Na agitação, a negra se foi. Engazopou os praças, o amante. Inexplicável?

Na verdade, só uma explicação. Conclusão do delegado:

– As rezas do Cartomante... É... só pode ser isso... Se adivinha o futuro e revela o passado, é capaz disso. É preciso esclarecer... Bota no pau de arara – ordenou a cabo Arlindo.

No decorrer do dia, o infeliz como um morcego. Ao anoitecer, o pé de peru nos lombos. Os gritos inquietavam a cidade. Murmúrios em profusão. A alucinação não tardou, fazendo-o retroceder na sustentação de inocência. Tinha visões das joias pelos cantos da cela, no corredor, ao ponto de tentar apanhá-las.

Água salgada nas feridas ou álcool no rosto o reanimavam para as argolas. Posto em cruz, pendendo pelos pulsos, arquejava toda a noite. Julgado ineficaz o tratamento, decidiu o delegado por algo mais impactante.

– O povo tem de tomar as dores deste infeliz. As joias é o que interessa – concluiu, ordenando ao praça que providenciasse duas mulas, encangalhadas e atasse nelas aquele homem teimoso.

Atados os pés e os punhos, as mulas o arrastavam pela cidade, guiadas por um policial a cavalo. Busto ereto, olhar no horizonte, tocando o preso como se

gosto de sangue na boca.

Das janelas, olhares medrosos perseguiam os animais, num debulhar de terços. Rogavam compaixão aos santos. Dia inteiro de agonia. Só ao pôr do sol um descanso, que as mulas precisavam beber. E beberam água fresca à vista do homem sedento que, resfolegando, não dizia coisa com coisa. Sussurros inaudíveis custaram-lhe as unhas, arrancadas a alicate. Ainda com vida, fora enterrado numa cova vertical, cabeça fora, atraindo formigas e urubus. Ordens dadas e cumpridas, o cel. Olegário deu-se por satisfeito.
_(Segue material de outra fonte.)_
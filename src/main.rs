use std::sync::Arc;

use anyhow::Context;
use axum::Router;
use tokio::net::TcpListener;

use counsel_rag::core::config::{AppPaths, ConfigService};
use counsel_rag::core::logging;
use counsel_rag::server;
use counsel_rag::state::AppState;

#[tokio::main]
async fn main() -> anyhow::Result<()> {
    let paths = Arc::new(AppPaths::new());
    logging::init(&paths.log_dir);

    let config_service = ConfigService::new(paths.clone());
    let config = config_service
        .load_config()
        .with_context(|| format!("Failed to load {}", config_service.config_path().display()))?;
    tracing::debug!(
        "Effective configuration: {}",
        config_service.redact_sensitive_values(&serde_json::to_value(&config)?)
    );

    let bind_addr = format!("{}:{}", config.server.host, config.server.port);
    let state = AppState::initialize(paths, config)
        .await
        .context("Startup failed")?;

    let listener = TcpListener::bind(&bind_addr)
        .await
        .with_context(|| format!("Failed to bind to {}", bind_addr))?;
    let addr = listener.local_addr()?;
    tracing::info!("Listening on {}", addr);

    let app: Router = server::router::router(state);
    axum::serve(listener, app)
        .with_graceful_shutdown(shutdown_signal())
        .await
        .context("Server error")?;

    Ok(())
}

async fn shutdown_signal() {
    if let Err(err) = tokio::signal::ctrl_c().await {
        tracing::warn!("Failed to listen for shutdown signal: {}", err);
        std::future::pending::<()>().await;
    }
    tracing::info!("Shutting down");
}
use std::time::Duration;

use async_trait::async_trait;
use reqwest::Client;
use serde::Deserialize;
use serde_json::{json, Map, Value};

use super::backend::TextBackend;
use super::decoding::DecodingParams;
use super::error::GenerationError;

/// Ollama `/api/generate` in raw mode, so the prompt reaches the model
/// exactly as assembled.
#[derive(Clone)]
pub struct OllamaBackend {
    base_url: String,
    model: String,
    client: Client,
}

#[derive(Deserialize)]
struct GenerateResponse {
    #[serde(default)]
    response: String,
}

#[derive(Deserialize)]
struct TagsResponse {
    #[serde(default)]
    models: Vec<TagInfo>,
}

#[derive(Deserialize)]
struct TagInfo {
    name: String,
}

impl OllamaBackend {
    pub fn new(base_url: &str, model: &str, timeout: Duration) -> Result<Self, GenerationError> {
        let client = Client::builder()
            .timeout(timeout)
            .build()
            .map_err(|e| GenerationError::Backend(e.to_string()))?;
        Ok(Self {
            base_url: base_url.trim_end_matches('/').to_string(),
            model: model.to_string(),
            client,
        })
    }

    fn options(params: &DecodingParams) -> Value {
        let mut options = Map::new();
        options.insert("num_predict".to_string(), json!(params.max_new_tokens));
        options.insert("temperature".to_string(), json!(params.effective_temperature()));
        if params.do_sample {
            if let Some(p) = params.top_p {
                options.insert("top_p".to_string(), json!(p));
            }
            if let Some(k) = params.top_k {
                options.insert("top_k".to_string(), json!(k));
            }
        } else {
            options.insert("top_k".to_string(), json!(1));
        }
        if let Some(penalty) = params.repeat_penalty {
            options.insert("repeat_penalty".to_string(), json!(penalty));
        }
        Value::Object(options)
    }
}

#[async_trait]
impl TextBackend for OllamaBackend {
    fn name(&self) -> &str {
        "ollama"
    }

    fn model(&self) -> &str {
        &self.model
    }

    async fn health_check(&self) -> Result<bool, GenerationError> {
        let url = format!("{}/api/tags", self.base_url);
        let res = match self.client.get(&url).send().await {
            Ok(res) if res.status().is_success() => res,
            _ => return Ok(false),
        };
        let tags: TagsResponse = match res.json().await {
            Ok(tags) => tags,
            Err(_) => return Ok(false),
        };
        let wanted = self.model.as_str();
        Ok(tags
            .models
            .iter()
            .any(|m| m.name == wanted || m.name.strip_suffix(":latest") == Some(wanted)))
    }

    async fn complete(&self, prompt: &str, params: &DecodingParams) -> Result<String, GenerationError> {
        if params.num_beams > 1 {
            tracing::debug!("Ollama has no beam search; decoding greedily instead");
        }

        let url = format!("{}/api/generate", self.base_url);
        let body = json!({
            "model": self.model,
            "prompt": prompt,
            "raw": true,
            "stream": false,
            "options": Self::options(params),
        });

        let res = self
            .client
            .post(&url)
            .json(&body)
            .send()
            .await
            .map_err(|e| GenerationError::Backend(e.to_string()))?;

        if !res.status().is_success() {
            let status = res.status().as_u16();
            let body = res.text().await.unwrap_or_default();
            return Err(GenerationError::Rejected { status, body });
        }

        let payload: GenerateResponse = res
            .json()
            .await
            .map_err(|e| GenerationError::Backend(format!("invalid response: {}", e)))?;
        Ok(payload.response)
    }
}

#[cfg(test)]
mod tests {
    use super::*;

    #[test]
    fn greedy_options_pin_temperature_and_top_k() {
        let options = OllamaBackend::options(&DecodingParams::greedy(32));
        assert_eq!(options["temperature"], json!(0.0));
        assert_eq!(options["top_k"], json!(1));
        assert_eq!(options["num_predict"], json!(32));
        assert!(options.get("top_p").is_none());
    }

    #[test]
    fn sampling_options_carry_configured_values() {
        let params = DecodingParams {
            do_sample: true,
            temperature: Some(0.5),
            top_p: Some(0.9),
            top_k: Some(40),
            repeat_penalty: Some(1.1),
            num_beams: 1,
            max_new_tokens: 128,
        };
        let options = OllamaBackend::options(&params);
        assert_eq!(options["temperature"], json!(0.5f32));
        assert_eq!(options["top_k"], json!(40));
        assert_eq!(options["repeat_penalty"], json!(1.1f32));
    }
}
Contam que, após festejar a desgraça do homem, o coronel sentiu-se mal, acometido de doença desconhecida. Gastara toda a fortuna com médicos, hospitais e viagens. De volta para casa, prostrara-se na alcova. Moribundo, fora visitado por um estranho, jamais visto na região, desejoso de um acerto de contas.

Daqui sairemos juntos – disse o desconhecido ao médico do coronel.

Num segundo de distração, o estranho sumiu. Ninguém o viu sair, como também não foi notado o cerrar dos olhos do coronel. Castigo. Também inexplicável a morte de Fininha e dos policiais, um após outro. Mistério que o tempo não revelou. Restou distante o túmulo, onde o povo ora e faz promessas.